An Overlooked Coverage Issue: The Policy’s Business Description

 

In my experience, there is not always focus on whether a liability claim arose from the insured’s engagement in the business described in the policy or premium classification.  In other words, it is sometimes taken for granted that the policy was intended to cover all of the insured’s business activities, whatever they may be.  So long as the party named in the complaint in the same party listed on the policy’s declarations page, there is nothing to see here. Move along.  And, for the most part, there is nothing to see here.

But, in some cases, this issue is looked at closely.  And insurers have had success in establishing that a claim, perhaps otherwise covered, is not, as the insured’s liability was on account of performing operations outside the scope of those permitted by the policy.

This issue was the focus of two decisions last month.

Before the court in First Mercury Ins. Co. v. ARMR Group, No. 21-98 (E.D. Ky.

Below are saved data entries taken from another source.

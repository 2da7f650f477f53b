//! Error types for the treklist library.
//!
//! Every fallible operation in the crate returns [`TrekError`]. The variants fall into
//! a few groups:
//! - Caller errors: a malformed identifier or log field name, rejected before any storage access
//! - Catalog data errors: runtime or release strings that don't parse
//! - Storage errors: SQLite and file system failures, passed through as-is
//! - Startup errors: a missing reference table or an unreadable settings file
//!
//! # Examples
//!
//! ```
//! use treklist::{error::TrekError, log::LogField};
//!
//! match "rating".parse::<LogField>() {
//!   Err(TrekError::InvalidField(name)) => println!("no such log field: {name}"),
//!   Err(e) => println!("other error: {e}"),
//!   Ok(field) => println!("field: {field}"),
//! }
//! ```

use thiserror::Error;

use super::*;

/// Error type alias used for the [`treklist`](crate) crate.
pub type Result<T> = core::result::Result<T, TrekError>;

/// Errors that can occur when working with the catalog or the watched log.
#[derive(Error, Debug)]
pub enum TrekError {
  /// The identifier is not of the form `tt` followed by at least seven digits.
  #[error("Invalid identifier format: {0:?}")]
  InvalidIdentifier(String),

  /// A log field name other than `watched` or `last_watched` was requested.
  #[error("Unknown log field {0:?}, expected `watched` or `last_watched`")]
  InvalidField(String),

  /// A value stored in the log could not be interpreted for its field.
  ///
  /// Null-like values are normalized to the field default, so this only fires for
  /// genuinely foreign content, e.g. a `last_watched` of `"yesterday"`.
  #[error("Log entry {imdb_id} holds an unreadable {field} value: {value}")]
  InvalidLogValue {
    /// Identifier of the offending row.
    imdb_id: String,
    /// Field that failed to read.
    field:   log::LogField,
    /// The raw stored value, rendered for display.
    value:   String,
  },

  /// User-entered text isn't a valid value for the log field.
  #[error("{value:?} is not a valid {field} value")]
  InvalidInput {
    /// Field the text was meant for.
    field: log::LogField,
    /// The text as entered.
    value: String,
  },

  /// The file is not a usable watched log: not SQLite, no conforming `log` table, or
  /// identifiers logged more than once.
  #[error("{} is not a TrekList log file", .0.display())]
  InvalidLogFile(PathBuf),

  /// A catalog runtime is neither `N/A` nor a digit-bearing string.
  #[error("Malformed runtime {0:?}")]
  MalformedRuntime(String),

  /// A date string failed to parse.
  #[error(transparent)]
  MalformedDate(#[from] chrono::ParseError),

  /// The requested catalog item or poster doesn't exist.
  #[error("Not found")]
  NotFound,

  /// The reference database lacks one of the catalog tables.
  #[error("Reference database is missing the `{0}` table")]
  MissingReferenceTable(&'static str),

  /// A SQLite operation failed.
  ///
  /// This wraps errors from the `rusqlite` crate, covering:
  /// - Opening or creating database files
  /// - SQL and schema errors
  /// - Type conversion errors
  #[error(transparent)]
  Sqlite(#[from] rusqlite::Error),

  /// A file system operation failed.
  ///
  /// This occurs when:
  /// - Creating the data directory fails
  /// - Copying the log file in or out fails
  /// - Permission errors occur
  #[error(transparent)]
  Io(#[from] std::io::Error),

  /// The settings file is not valid TOML or doesn't match the settings layout.
  #[error(transparent)]
  TomlDe(#[from] toml::de::Error),

  /// A settings value is out of range.
  #[error("{0}")]
  Config(String),
}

July 26, 2022) was general liability coverage for ARMR for harm caused by its application of an anti-microbial solution – shockwave -- while working as a subcontractor on a construction site.  The court held that, because ARMR’s Group’s application of the solution did not constitute “painting” -- the activity within the covered business description contained within the policy – no coverage was owed.  The court looked at various definitions of painting, which was not defined in the policy, and concluded that, no matter how you sliced it, “painting is not cleaning.” Therefore, no coverage was owed.  
 
RML Construction v. Gotham Ins. Co., No. A-3358-19 (N.J. Super. Ct. App. Div. July 8, 2022) provides another example.  The court held that no coverage was owed to an insured, under a policy that contained a classification for landscape gardening, when the insured was sued for wrongful death that occurred in the course of performing a contract to remove 2,000 trees damaged during Superstorm Sandy.  The court looked at the definition of landscape gardening, which was not defined in the policy, and concluded that, no matter how you sliced it, “[a] commonsense interpretation of landscape gardening does not include tree removal on a massive scale.”